このコーナーでは,本誌コーナー「ただいま後期研修中!」の一部をお読みいただけます.内容は掲載時のものです.
↑後期研修医3人で,左から武居先生,筆者,西尾先生.
千船病院は大阪市の端,川を渡れば尼崎といった「これぞ関西!」的なこてこての場所にあります.年間1,400件近い分娩を取り扱い,NICU(neonatal intensive care unit:新生児特定集中治療室)を併設し多数の母体搬送を受け入れています.救急も24時間体制で積極的に取り扱っており,(大阪市内の産婦人科系の救急車の45%は当院に来ているそうです!)さらに鏡視下手術を含めた婦人科の手術も多数行っています.

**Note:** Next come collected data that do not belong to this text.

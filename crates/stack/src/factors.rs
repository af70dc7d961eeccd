//! Enumeration of 3-axis stacking factorizations.

use palletize_core::{Error, Result, StackingFactor};

/// How the ordered factor triples are found.
#[derive(Debug, Clone, Copy, PartialEq, Eq, Default)]
pub enum EnumerationStrategy {
    /// Walks divisors of `n`, then divisors of `n / x`.
    #[default]
    Divisors,
    /// Scans every triple in `[1, n]³` and keeps those whose product is `n`.
    /// Cubic in `n`; intended for cross-checking small counts.
    Exhaustive,
}

/// Produces every ordered `(x, y, z)` with `x * y * z == n`.
///
/// Both strategies yield the same sequence, sorted lexicographically by
/// `(x, y, z)`.
#[derive(Debug, Clone, Copy, Default)]
pub struct FactorEnumerator {
    strategy: EnumerationStrategy,
}

impl FactorEnumerator {
    /// Creates an enumerator using the given strategy.
    pub fn new(strategy: EnumerationStrategy) -> Self {
        Self { strategy }
    }

    /// Returns the strategy in use.
    pub fn strategy(&self) -> EnumerationStrategy {
        self.strategy
    }

    /// Enumerates the stacking factors of `n`.
    ///
    /// Fails with [`Error::InvalidCount`] when `n < 1` or `n` does not fit in
    /// a factor component.
    pub fn enumerate(&self, n: i64) -> Result<Vec<StackingFactor>> {
        let n = validate_count(n)?;

        let factors = match self.strategy {
            EnumerationStrategy::Divisors => by_divisors(n),
            EnumerationStrategy::Exhaustive => by_scan(n),
        };

        Ok(factors)
    }

    /// Enumerates the stacking factors of a count supplied as a float, as it
    /// arrives from form fields and JSON documents.
    pub fn enumerate_value(&self, n: f64) -> Result<Vec<StackingFactor>> {
        self.enumerate(integral_count(n)?)
    }
}

/// Enumerates the stacking factors of `n` with the default strategy.
pub fn enumerate_factors(n: i64) -> Result<Vec<StackingFactor>> {
    FactorEnumerator::default().enumerate(n)
}

/// Number of ordered triples with product `n`, counted without building them.
pub fn factor_count(n: u32) -> usize {
    divisors(n)
        .into_iter()
        .map(|x| divisors(n / x).len())
        .sum()
}

fn validate_count(n: i64) -> Result<u32> {
    if n < 1 {
        return Err(Error::InvalidCount(format!(
            "count must be at least 1, got {}",
            n
        )));
    }

    u32::try_from(n)
        .map_err(|_| Error::InvalidCount(format!("count {} exceeds {}", n, u32::MAX)))
}

fn integral_count(n: f64) -> Result<i64> {
    if !n.is_finite() || n.fract() != 0.0 {
        return Err(Error::InvalidCount(format!(
            "count must be a whole number, got {}",
            n
        )));
    }

    if n < i64::MIN as f64 || n > i64::MAX as f64 {
        return Err(Error::InvalidCount(format!("count {} is out of range", n)));
    }

    Ok(n as i64)
}

/// Divisors of `n` in ascending order, found in pairs up to `sqrt(n)`.
fn divisors(n: u32) -> Vec<u32> {
    let mut small = Vec::new();
    let mut large = Vec::new();
    let mut d: u32 = 1;
    while u64::from(d) * u64::from(d) <= u64::from(n) {
        if n % d == 0 {
            small.push(d);
            if d != n / d {
                large.push(n / d);
            }
        }
        d += 1;
    }
    small.extend(large.into_iter().rev());
    small
}

fn by_divisors(n: u32) -> Vec<StackingFactor> {
    let mut factors = Vec::new();
    for x in divisors(n) {
        let rest = n / x;
        for y in divisors(rest) {
            factors.push(StackingFactor::new(x, y, rest / y));
        }
    }
    factors
}

fn by_scan(n: u32) -> Vec<StackingFactor> {
    let target = u64::from(n);
    let mut factors = Vec::new();
    for x in 1..=n {
        for y in 1..=n {
            for z in 1..=n {
                let factor = StackingFactor::new(x, y, z);
                if factor.product() == target {
                    factors.push(factor);
                }
            }
        }
    }
    factors
}
//! # Palletize
//!
//! Deterministic carton and pallet packing calculator.
//!
//! Given a product unit's dimensions and weight, how many units go into an
//! inner case, how many inner cases go into an outer case, and the wall
//! thickness of each, this crate computes the case dimensions and weights and
//! how many outer cases (and units) fit on a pallet.
//!
//! ## Quick Start
//!
//! ```
//! use palletize::{compute_packaging, enumerate_factors, PackagingInput, StackingFactor};
//!
//! // Offer the valid arrangements of 4 units, then pick one.
//! let options = enumerate_factors(4)?;
//! assert!(options.contains(&StackingFactor::new(2, 2, 1)));
//!
//! let input = PackagingInput::new([100.0, 80.0, 50.0], 0.5)
//!     .with_inner(4, (2, 2, 1))
//!     .with_outer(2, (2, 1, 1))
//!     .with_inner_thickness(3.0)
//!     .with_outer_thickness(4.0);
//!
//! let result = compute_packaging(&input)?;
//! assert_eq!(result.outer.dimensions.to_array(), [420.0, 174.0, 64.0]);
//! assert_eq!(result.pallet.total_units, 2000);
//! # Ok::<(), palletize::Error>(())
//! ```
//!
//! ## Feature Flags
//!
//! - `serde`: Serialization support and the JSON request layer

/// Core value types.
pub use palletize_core as core;

/// Stacking, composition and pallet fitting.
pub use palletize_stack as stack;

// Re-export commonly used types at root level
pub use palletize_core::{
    Dimensions3D, Error, LevelKind, MaterialPreset, PackagingLevel, PackagingResult, PalletConfig,
    PalletResult, Placement, Result, StackingFactor, UnitSystem,
};
pub use palletize_stack::{
    compute_packaging, enumerate_factors, DimensionComposer, FactorEnumerator, PackagingInput,
    PackagingPipeline, PalletFitter,
};

#[cfg(feature = "serde")]
pub use palletize_stack::request::{solve_json, PackagingRequest, PackagingResponse};
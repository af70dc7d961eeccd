//! Axis-aligned box dimensions.

use crate::factor::StackingFactor;
use crate::units::UnitSystem;
use crate::{Error, Result};
use nalgebra::Vector3;

#[cfg(feature = "serde")]
use serde::{Deserialize, Serialize};

/// Advisory maximum side length for a single carton, in millimeters.
pub const MAX_SIDE_MM: f64 = 600.0;

/// Box dimensions (length, width, height) in millimeters.
///
/// Every component is finite and non-negative. Zero is allowed: a zero-size
/// box is degenerate rather than invalid, and pallet fitting reports zero
/// cartons for it.
#[derive(Debug, Clone, Copy, PartialEq)]
#[cfg_attr(feature = "serde", derive(Serialize, Deserialize))]
#[cfg_attr(feature = "serde", serde(try_from = "[f64; 3]", into = "[f64; 3]"))]
pub struct Dimensions3D {
    extent: Vector3<f64>,
}

impl Dimensions3D {
    /// Creates dimensions from length, width and height in millimeters.
    pub fn new(length: f64, width: f64, height: f64) -> Result<Self> {
        for (axis, value) in [("length", length), ("width", width), ("height", height)] {
            if !value.is_finite() || value < 0.0 {
                return Err(Error::InvalidConfiguration(format!(
                    "{} must be finite and non-negative, got {}",
                    axis, value
                )));
            }
        }

        Ok(Self {
            extent: Vector3::new(length, width, height),
        })
    }

    /// Creates dimensions from values expressed in `system`.
    pub fn from_unit_system(
        length: f64,
        width: f64,
        height: f64,
        system: UnitSystem,
    ) -> Result<Self> {
        Self::new(
            system.length_to_mm(length),
            system.length_to_mm(width),
            system.length_to_mm(height),
        )
    }

    /// A zero-size box.
    pub fn zero() -> Self {
        Self {
            extent: Vector3::zeros(),
        }
    }

    /// Returns the length (x axis).
    pub fn length(&self) -> f64 {
        self.extent.x
    }

    /// Returns the width (y axis).
    pub fn width(&self) -> f64 {
        self.extent.y
    }

    /// Returns the height (z axis).
    pub fn height(&self) -> f64 {
        self.extent.z
    }

    /// Returns the dimensions as a vector.
    pub fn as_vector(&self) -> &Vector3<f64> {
        &self.extent
    }

    /// Returns `[length, width, height]`.
    pub fn to_array(&self) -> [f64; 3] {
        [self.extent.x, self.extent.y, self.extent.z]
    }

    /// Returns the enclosed volume in cubic millimeters.
    pub fn volume(&self) -> f64 {
        self.extent.x * self.extent.y * self.extent.z
    }

    /// Returns true if any axis is zero.
    pub fn is_degenerate(&self) -> bool {
        self.extent.iter().any(|&v| v == 0.0)
    }

    /// Returns true if any side is longer than `limit_mm`.
    pub fn exceeds_side(&self, limit_mm: f64) -> bool {
        self.extent.iter().any(|&v| v > limit_mm)
    }

    /// Bounding box of `factor` copies of this box stacked along each axis.
    ///
    /// Fails if the stack is too large to represent.
    pub fn stacked(&self, factor: &StackingFactor) -> Result<Self> {
        Self::from_extent(self.extent.component_mul(&factor.as_vector()))
    }

    /// Grows every axis by `2 × thickness_mm` (material on both sides).
    pub fn inflated(&self, thickness_mm: f64) -> Result<Self> {
        if !thickness_mm.is_finite() || thickness_mm < 0.0 {
            return Err(Error::InvalidConfiguration(format!(
                "Material thickness must be finite and non-negative, got {}",
                thickness_mm
            )));
        }

        Self::from_extent(self.extent.add_scalar(2.0 * thickness_mm))
    }

    fn from_extent(extent: Vector3<f64>) -> Result<Self> {
        if extent.iter().any(|v| !v.is_finite()) {
            return Err(Error::InvalidConfiguration(format!(
                "Dimensions overflow: {} x {} x {} mm",
                extent.x, extent.y, extent.z
            )));
        }
        Ok(Self { extent })
    }

    /// Expresses the dimensions in `system` for display.
    pub fn to_unit_system(&self, system: UnitSystem) -> [f64; 3] {
        self.to_array().map(|v| system.length_from_mm(v))
    }
}

impl Default for Dimensions3D {
    fn default() -> Self {
        Self::zero()
    }
}

impl TryFrom<[f64; 3]> for Dimensions3D {
    type Error = Error;

    fn try_from(value: [f64; 3]) -> Result<Self> {
        Self::new(value[0], value[1], value[2])
    }
}

impl From<Dimensions3D> for [f64; 3] {
    fn from(dims: Dimensions3D) -> Self {
        dims.to_array()
    }
}

impl std::fmt::Display for Dimensions3D {
    fn fmt(&self, f: &mut std::fmt::Formatter<'_>) -> std::fmt::Result {
        write!(
            f,
            "{} x {} x {} mm",
            self.extent.x, self.extent.y, self.extent.z
        )
    }
}
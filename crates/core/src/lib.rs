//! # Palletize Core
//!
//! Core types for the palletize packaging calculator.
//!
//! This crate provides the value types shared by the stacking and pallet
//! fitting algorithms: box dimensions, stacking factors, unit conversion,
//! pallet configuration and result types.
//!
//! ## Core Components
//!
//! - **Geometry**: `Dimensions3D`, `StackingFactor`
//! - **Units**: `UnitSystem` and metric/imperial conversion helpers
//! - **Configuration**: `PalletConfig`, `MaterialPreset`
//! - **Results**: `PackagingLevel`, `PalletResult`, `PackagingResult`, `Placement`
//!
//! ## Feature Flags
//!
//! - `serde`: Enable serialization/deserialization support

pub mod config;
pub mod dimensions;
pub mod error;
pub mod factor;
pub mod material;
pub mod placement;
pub mod result;
pub mod units;

// Re-exports
pub use config::PalletConfig;
pub use dimensions::{Dimensions3D, MAX_SIDE_MM};
pub use error::{Error, Result};
pub use factor::StackingFactor;
pub use material::MaterialPreset;
pub use placement::{Placement, PlacementStats};
pub use result::{LevelKind, PackagingLevel, PackagingResult, PalletResult};
pub use units::UnitSystem;
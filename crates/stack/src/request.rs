//! JSON request / response layer.

use crate::factors::FactorEnumerator;
use crate::layout::{pallet_placements, stack_placements};
use crate::pipeline::{PackagingInput, PackagingPipeline};
use palletize_core::{
    Error, LevelKind, MaterialPreset, PackagingResult, PalletConfig, Placement, Result,
    StackingFactor, UnitSystem,
};
use serde::{Deserialize, Serialize};

/// API version from Cargo.toml.
pub const API_VERSION: &str = env!("CARGO_PKG_VERSION");

/// Wall material: a preset, a custom thickness, or both (thickness wins).
#[derive(Debug, Clone, Copy, Default, PartialEq, Serialize, Deserialize)]
pub struct MaterialRequest {
    /// Named preset.
    #[serde(default)]
    pub preset: Option<MaterialPreset>,

    /// Custom thickness in millimeters.
    #[serde(default)]
    pub thickness_mm: Option<f64>,
}

impl MaterialRequest {
    /// Resolved wall thickness; no material at all is zero.
    pub fn thickness_mm(&self) -> f64 {
        self.thickness_mm
            .or_else(|| self.preset.map(MaterialPreset::thickness_mm))
            .unwrap_or(0.0)
    }
}

/// A packaging computation request.
#[derive(Debug, Clone, Serialize, Deserialize)]
pub struct PackagingRequest {
    /// API version.
    #[serde(default)]
    pub version: Option<String>,

    /// Unit system of `dimensions` and `weight`.
    #[serde(default)]
    pub unit_system: UnitSystem,

    /// Product unit [length, width, height].
    pub dimensions: [f64; 3],

    /// Product unit weight.
    pub weight: f64,

    /// Units per inner case.
    pub units_per_inner: f64,

    /// Inner cases per outer case.
    pub inners_per_outer: f64,

    /// Stacking of units in the inner case. First enumerated option if absent.
    #[serde(default)]
    pub inner_factor: Option<StackingFactor>,

    /// Stacking of inner cases in the outer case. First enumerated option if absent.
    #[serde(default)]
    pub outer_factor: Option<StackingFactor>,

    /// Inner case material.
    #[serde(default)]
    pub inner_material: MaterialRequest,

    /// Outer case material.
    #[serde(default)]
    pub outer_material: MaterialRequest,

    /// Pallet overrides.
    #[serde(default)]
    pub pallet: Option<PalletConfig>,

    /// Include box positions in the response.
    #[serde(default)]
    pub include_layout: bool,
}

impl PackagingRequest {
    /// Converts the request into a pipeline input.
    pub fn to_input(&self) -> Result<PackagingInput> {
        let units_per_inner = nesting_count("units_per_inner", self.units_per_inner)?;
        let inners_per_outer = nesting_count("inners_per_outer", self.inners_per_outer)?;

        let inner_factor = match self.inner_factor {
            Some(factor) => factor,
            None => first_factor(units_per_inner)?,
        };
        let outer_factor = match self.outer_factor {
            Some(factor) => factor,
            None => first_factor(inners_per_outer)?,
        };

        Ok(PackagingInput::new(self.dimensions, self.weight)
            .with_unit_system(self.unit_system)
            .with_inner(units_per_inner, inner_factor)
            .with_outer(inners_per_outer, outer_factor)
            .with_inner_thickness(self.inner_material.thickness_mm())
            .with_outer_thickness(self.outer_material.thickness_mm()))
    }
}

/// Box positions for every level.
#[derive(Debug, Clone, Default, Serialize, Deserialize)]
pub struct LayoutResponse {
    /// Units inside one inner case.
    pub inner: Vec<Placement>,
    /// Inner cases inside one outer case.
    pub outer: Vec<Placement>,
    /// Outer cases on the pallet.
    pub pallet: Vec<Placement>,
}

/// Response for packaging requests.
#[derive(Debug, Clone, Serialize, Deserialize)]
pub struct PackagingResponse {
    /// API version.
    pub version: String,

    /// Whether the computation succeeded.
    pub success: bool,

    /// Error message if failed.
    pub error: Option<String>,

    /// Computation result.
    pub result: Option<PackagingResult>,

    /// Box positions, when requested.
    #[serde(default)]
    pub layout: Option<LayoutResponse>,
}

impl PackagingResponse {
    fn failure(err: &Error) -> Self {
        Self {
            version: API_VERSION.to_string(),
            success: false,
            error: Some(err.to_string()),
            result: None,
            layout: None,
        }
    }
}

/// Runs a request.
pub fn solve(request: &PackagingRequest) -> Result<PackagingResponse> {
    let pipeline = PackagingPipeline::new(request.pallet.unwrap_or_default())?;
    let result = pipeline.compute(&request.to_input()?)?;

    let layout = if request.include_layout {
        Some(LayoutResponse {
            inner: stack_placements(
                LevelKind::Unit,
                &result.inner.factor,
                &result.unit.dimensions,
            )?,
            outer: stack_placements(
                LevelKind::Inner,
                &result.outer.factor,
                &result.inner.dimensions,
            )?,
            pallet: pallet_placements(pipeline.fitter(), &result.outer.dimensions)?,
        })
    } else {
        None
    };

    Ok(PackagingResponse {
        version: API_VERSION.to_string(),
        success: true,
        error: None,
        result: Some(result),
        layout,
    })
}

/// Parses a JSON request, runs it and returns the JSON response.
///
/// Failures are reported inside the response with `success: false`.
pub fn solve_json(json: &str) -> Result<String> {
    let response = match serde_json::from_str::<PackagingRequest>(json) {
        Ok(request) => solve(&request).unwrap_or_else(|e| PackagingResponse::failure(&e)),
        Err(e) => PackagingResponse::failure(&Error::Serialization(format!("Invalid JSON: {}", e))),
    };

    Ok(serde_json::to_string(&response)?)
}

fn nesting_count(name: &str, value: f64) -> Result<u32> {
    if !value.is_finite() || value.fract() != 0.0 || value < 1.0 || value > f64::from(u32::MAX) {
        return Err(Error::InvalidConfiguration(format!(
            "{} must be a positive whole number, got {}",
            name, value
        )));
    }
    Ok(value as u32)
}

fn first_factor(count: u32) -> Result<StackingFactor> {
    FactorEnumerator::default()
        .enumerate(i64::from(count))?
        .first()
        .copied()
        .ok_or_else(|| Error::InvalidCount(format!("no stacking for {}", count)))
}

#[cfg(test)]
mod tests {
    use super::*;
    use crate::layout::MAX_PLACEMENTS;

    const REFERENCE: &str = r#"{
        "dimensions": [100, 80, 50],
        "weight": 0.5,
        "units_per_inner": 4,
        "inners_per_outer": 2,
        "inner_factor": [2, 2, 1],
        "outer_factor": [2, 1, 1],
        "inner_material": { "preset": "b_flute" },
        "outer_material": { "thickness_mm": 4 }
    }"#;

    #[test]
    fn test_solve_json_reference() {
        let response: PackagingResponse =
            serde_json::from_str(&solve_json(REFERENCE).unwrap()).unwrap();

        assert!(response.success);
        assert!(response.layout.is_none());
        let result = response.result.unwrap();
        assert_eq!(result.outer.dimensions.to_array(), [420.0, 174.0, 64.0]);
        assert_eq!(result.pallet.total_units, 2000);
    }

    #[test]
    fn test_default_factor_is_first_option() {
        let request: PackagingRequest = serde_json::from_str(
            r#"{"dimensions": [10, 10, 10], "weight": 1, "units_per_inner": 6, "inners_per_outer": 1}"#,
        )
        .unwrap();
        let input = request.to_input().unwrap();
        assert_eq!(input.inner_factor, StackingFactor::new(1, 1, 6));
        assert_eq!(input.outer_factor, StackingFactor::SINGLE);
        assert_eq!(input.inner_thickness_mm, 0.0);
    }

    #[test]
    fn test_invalid_count() {
        let json = r#"{"dimensions": [10, 10, 10], "weight": 1, "units_per_inner": 2.5, "inners_per_outer": 1}"#;
        let response: PackagingResponse = serde_json::from_str(&solve_json(json).unwrap()).unwrap();
        assert!(!response.success);
        assert!(response.error.unwrap().contains("units_per_inner"));
    }

    #[test]
    fn test_invalid_json() {
        let response: PackagingResponse =
            serde_json::from_str(&solve_json("{ not json").unwrap()).unwrap();
        assert!(!response.success);
        assert!(response.error.unwrap().contains("Invalid JSON"));
    }

    #[test]
    fn test_layout_included() {
        let json = REFERENCE.replacen('{', r#"{ "include_layout": true,"#, 1);
        let response: PackagingResponse = serde_json::from_str(&solve_json(&json).unwrap()).unwrap();
        let layout = response.layout.unwrap();
        assert_eq!(layout.inner.len(), 4);
        assert_eq!(layout.outer.len(), 2);
        assert_eq!(layout.pallet.len(), 250);
    }

    #[test]
    fn test_layout_too_large_is_rejected() {
        let json = r#"{
            "dimensions": [5, 5, 5],
            "weight": 0.01,
            "units_per_inner": 1,
            "inners_per_outer": 1,
            "include_layout": true
        }"#;
        let response: PackagingResponse = serde_json::from_str(&solve_json(json).unwrap()).unwrap();
        assert!(!response.success);
        assert!(response.error.unwrap().contains("placements"));

        let without_layout = json.replace(r#""include_layout": true"#, r#""include_layout": false"#);
        let response: PackagingResponse =
            serde_json::from_str(&solve_json(&without_layout).unwrap()).unwrap();
        assert!(response.success);
        assert!(response.result.unwrap().pallet.total_cartons > MAX_PLACEMENTS);
    }

    #[test]
    fn test_overflow_reported_as_failure() {
        let json = r#"{
            "dimensions": [1e308, 10, 10],
            "weight": 1,
            "units_per_inner": 2,
            "inners_per_outer": 1,
            "inner_factor": [2, 1, 1]
        }"#;
        let output = solve_json(json).unwrap();
        let response: PackagingResponse = serde_json::from_str(&output).unwrap();
        assert!(!response.success);
        assert!(response.result.is_none());
    }

    #[test]
    fn test_pallet_override() {
        let json = REFERENCE.replacen('{', r#"{ "pallet": {"pallet_width_mm": 800},"#, 1);
        let response: PackagingResponse = serde_json::from_str(&solve_json(&json).unwrap()).unwrap();
        assert_eq!(response.result.unwrap().pallet.cartons_per_layer, 8);
    }

    #[test]
    fn test_material_request() {
        assert_eq!(MaterialRequest::default().thickness_mm(), 0.0);
        let both = MaterialRequest {
            preset: Some(MaterialPreset::CFlute),
            thickness_mm: Some(2.5),
        };
        assert_eq!(both.thickness_mm(), 2.5);
    }
}
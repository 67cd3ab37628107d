//! Client wrapper for the login endpoint. Credentials go out as a JSON body and
//! the response comes back untouched.

use crate::{
    api::{ApiClient, ApiError, ResponseBody},
    features::auth::types::Credentials,
};

const LOGIN_PATH: &str = "/login";

#[derive(Clone, Debug)]
pub struct AuthClient {
    api: ApiClient,
}

impl AuthClient {
    #[must_use]
    pub fn new(api: ApiClient) -> Self {
        Self { api }
    }

    /// Submits credentials and returns the server body as-is.
    ///
    /// # Errors
    /// Returns the HTTP client's error if the request fails or the server answers non-2xx.
    pub async fn login(&self, credentials: &Credentials) -> Result<ResponseBody, ApiError> {
        self.api.post_json(LOGIN_PATH, &credentials.request()).await
    }
}
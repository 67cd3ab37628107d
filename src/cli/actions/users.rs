use crate::cli::globals::GlobalArgs;
use crate::features::users::{PageRequest, User, UserId, UsersClient};
use anyhow::Result;
use std::fmt;
use tracing::debug;

pub enum Command {
    List(PageRequest),
    Get(UserId),
    Create(User),
    Update(User),
    Delete(UserId),
}

// User payloads may carry a password, so only the id and field names are shown.
impl fmt::Debug for Command {
    fn fmt(&self, formatter: &mut fmt::Formatter<'_>) -> fmt::Result {
        match self {
            Self::List(page) => formatter.debug_tuple("List").field(page).finish(),
            Self::Get(id) => formatter.debug_tuple("Get").field(id).finish(),
            Self::Create(user) => payload(formatter, "Create", user),
            Self::Update(user) => payload(formatter, "Update", user),
            Self::Delete(id) => formatter.debug_tuple("Delete").field(id).finish(),
        }
    }
}

fn payload(formatter: &mut fmt::Formatter<'_>, kind: &str, user: &User) -> fmt::Result {
    formatter
        .debug_struct(kind)
        .field("id", &user.id)
        .field("fields", &user.fields.keys().collect::<Vec<_>>())
        .finish()
}

#[derive(Debug)]
pub struct Args {
    pub globals: GlobalArgs,
    pub command: Command,
}

/// Run one users command and render the response body.
/// # Errors
/// Returns an error if the API client cannot be built, a precondition fails, or the request fails.
pub async fn execute(args: Args) -> Result<String> {
    let client = UsersClient::new(args.globals.api_client()?);
    debug!("users command: {:?}", args.command);

    let body = match &args.command {
        Command::List(page) => client.list_users(page).await?,
        Command::Get(id) => client.get_user(id.clone()).await?,
        Command::Create(user) => client.create_user(user).await?,
        Command::Update(user) => client.update_user(user).await?,
        Command::Delete(id) => client.delete_user(id.clone()).await?,
    };

    Ok(serde_json::to_string_pretty(&body)?)
}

後期研修は産科と婦人科がバランスよく勉強できる病院でと考えていたので,この症例の豊富さ,幅広さに惹かれて当院での研修を決めました.
当院の研修の一番のポイントは,十分な症例を経験できることです.疾患を問わず自分の患者さんは自分で責任をもって診療し,説明し,手術では執刀もするので実戦経験は十分につめます.場数をつんで度胸をつけるといった面ではこれ以上の研修はありません.婦人科領域も従来の開腹術に加え,腹腔鏡手術も卵巣から子宮へと適応を広げています.
産婦人科医は常勤9人(うち後期研修医3人),みんな本当に仲がよくて和気藹藹とした雰囲気で働きやすいです.冗談でお腹が痛くなるくらい笑うこともしばしば.週1回のカンファレンスなどいろいろ症例呈示の機会がありますが,大抵それ以前に注目の症例については皆が口コミで知っています.
指導体制としてはオーベンがいますが,基本は自分で方針決定し,悩んだときに相談します.さらにその時々の状況で臨機応変にオーベン以外の先生ともペアになったりします.
当直帯は完全当直医制で,オンオフがはっきりしているというのも,家庭のある女医にとっては大きな魅力です.
産婦人科,楽しいですよ.千船に来て,毎日が忙しいけど充実していて,勉強したいことも山積みで,「日曜日なんて2週間に1回でいい」と思いながら働いています.
平和なお産の瞬間は何回見てもウルッときてしまうくらい感動的ないいものだし,近年女医が多くなってきたことを受け,多くの病院で保育所(当院にもあります)を併設したり,産休後の復帰がしやすい制度を作ったりなど,体制が整いつつあります.少しでも興味のある方はぜひ積極的に産婦人科を考えてみてください.考えているけど続けられそうもない,と思ってらっしゃる方は諦めたらもったいない! 諦める前にぜひ見に来てください.疲弊した産婦人科医をイメージしている方はきっと価値観変わると思いますよ.誌面に納まらなかったこと,いろいろお話します.